The nonspecific histologic diagnoses are highly likely to have nonrandom characteristics. For example, patients may not merit further histologic diagnostic procedures because they have diseases too advanced to permit curative surgery (i.e., stage IIIB or greater) or because their medical status preclude surgery or other modalities with curative intent. When surgery is not a clinical option, obtaining adequate tissue to establish a histologic subtype may be impossible and, in this circumstance, clinicians may elect to forgo further histologic classification. Therefore, we considered using the information that is predictive of histology and the missingness of specific histology to recover the incomplete specific histology. We assumed the missingness is random conditional on this information, and this assumption has been shown to be reasonable in most practical situations (24, 25).

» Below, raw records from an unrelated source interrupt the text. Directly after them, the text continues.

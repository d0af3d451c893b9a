//! Shared fixtures: a mock Gemini endpoint and an `AppState` pointed at it.

use draftcheck::commands;
use draftcheck::{AppState, SettingsUpdate};
use httpmock::prelude::*;
use httpmock::Mock;
use serde_json::{json, Value};
use tempfile::TempDir;

pub const MODEL: &str = "gemini-test";
pub const ENDPOINT: &str = "/models/gemini-test:generateContent";

/// Phrases that tell the six request kinds apart in a request body
pub const GRAMMAR: &str = "for grammar, spelling";
pub const SOURCES: &str = "Search the web for reliable sources";
pub const CLAIMS: &str = "Identify each distinct factual claim";
pub const SUMMARY: &str = "Summarize the following text";
pub const AI_DETECTION: &str = "Estimate how likely";
pub const TRANSCRIBE: &str = "Transcribe all text";

pub struct TestEnv {
    pub server: MockServer,
    pub state: AppState,
    pub dir: TempDir,
}

impl TestEnv {
    pub async fn new() -> Self {
        Self::build(Some("test-key")).await
    }

    /// No explicit key; callers clear the key environment variables
    pub async fn without_key() -> Self {
        Self::build(None).await
    }

    async fn build(api_key: Option<&str>) -> Self {
        let server = MockServer::start_async().await;
        let dir = TempDir::new().unwrap();
        let mut state = AppState::new().with_config_path(dir.path().join("config.json"));
        if let Some(key) = api_key {
            state = state.with_api_key(key);
        }
        state.initialize().await.unwrap();

        let update = SettingsUpdate {
            model: Some(MODEL.to_string()),
            base_url: Some(server.base_url()),
            ..Default::default()
        };
        let response = commands::update_settings(&state, update).await;
        assert!(response.success, "{:?}", response.error);

        Self { server, state, dir }
    }

    /// Answer requests containing `phrase` with a text candidate
    pub async fn reply(&self, phrase: &str, text: &str) -> Mock<'_> {
        self.reply_json(phrase, candidate(text, json!([]))).await
    }

    /// Answer requests containing `phrase` with a raw envelope
    pub async fn reply_json(&self, phrase: &str, body: Value) -> Mock<'_> {
        let phrase = phrase.to_string();
        self.server
            .mock_async(|when, then| {
                when.method(POST)
                    .path(ENDPOINT)
                    .header("x-goog-api-key", "test-key")
                    .body_includes(phrase);
                then.status(200)
                    .header("content-type", "application/json")
                    .json_body(body);
            })
            .await
    }

    /// Fail requests containing `phrase` with a server error
    pub async fn fail(&self, phrase: &str) -> Mock<'_> {
        let phrase = phrase.to_string();
        self.server
            .mock_async(|when, then| {
                when.method(POST).path(ENDPOINT).body_includes(phrase);
                then.status(500)
                    .header("content-type", "application/json")
                    .json_body(json!({ "error": { "code": 500, "message": "backend unavailable" } }));
            })
            .await
    }

    /// Script the four full-scan calls
    pub async fn script_scan(&self, suggestions: Value, ai_score: u8) {
        self.reply(GRAMMAR, &suggestions.to_string()).await;
        self.reply_json(
            SOURCES,
            candidate(
                "The statements are supported.",
                json!([
                    { "web": { "uri": "https://journal.example/a", "title": "Journal A" } },
                    { "web": { "uri": "https://journal.example/a", "title": "Journal A (mirror)" } },
                    { "web": { "uri": "https://archive.example/b" } }
                ]),
            ),
        )
        .await;
        self.reply(SUMMARY, "  The draft describes a qualitative study.  ").await;
        self.reply(
            AI_DETECTION,
            &json!({
                "score": ai_score,
                "label": if ai_score > 60 { "Likely AI-Generated" } else { "Likely Human" },
                "explanation": "Varied sentence length."
            })
            .to_string(),
        )
        .await;
    }
}

/// A single-candidate Gemini envelope
pub fn candidate(text: &str, grounding_chunks: Value) -> Value {
    json!({
        "candidates": [{
            "content": { "role": "model", "parts": [{ "text": text }] },
            "finishReason": "STOP",
            "groundingMetadata": { "groundingChunks": grounding_chunks }
        }],
        "usageMetadata": { "promptTokenCount": 10, "candidatesTokenCount": 5 }
    })
}

pub const DRAFT: &str = "We utilise a qualitative approach. The Eiffel Tower is in Berlin.";

pub fn one_suggestion() -> Value {
    json!([{
        "originalText": "utilise",
        "suggestedText": "use",
        "explanation": "Simpler word.",
        "type": "Style",
        "severity": "Minor"
    }])
}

Specifically, we selected the covariates to be included in the imputation model following the principle of reducing missing data bias in a statistical analysis (26). Sociodemographic covariates include age, gender, race, Hispanic origin, nativity, and marital status. Covariates describing tumor characteristics and treatment include tumor size (27), grade, stage, survival time, and receipt of cancer-directed surgery. Certain therapies have shown to be more responsive in some histologic subtypes, thus making them important predictors. However, such information can only be made available for patients 65 years and older through the linked SEER-Medicare database (28) for 1991 and later. Considering the lack of analytics tools to handle the dynamics of the availability and access to particular regimen over time and patients' age, we did not include more detailed treatment variables in the model. We also did not include lymph node involvement in the final model because it is highly collinear with stage. We included a nominal variable of 9 SEER registries to reflect the variability among registries in the use of nonspecific morphology codes. Cancer diagnosis year was entered into the models as a nominal variable (instead of a continuous variable) to relax the temporal assumption about the intervariable relationships. Smoking and socioeconomic deprivation are also strongly predictive of histology (29), but they are not routinely collected in SEER. To substitute, we used county-level smoking prevalence estimates obtained from the Model-based Small Area Estimates Projects of NCI (http://sae.cancer.gov/; ref. 30), and poverty prevalence estimates from the 2000 U.S. Census Bureau (31).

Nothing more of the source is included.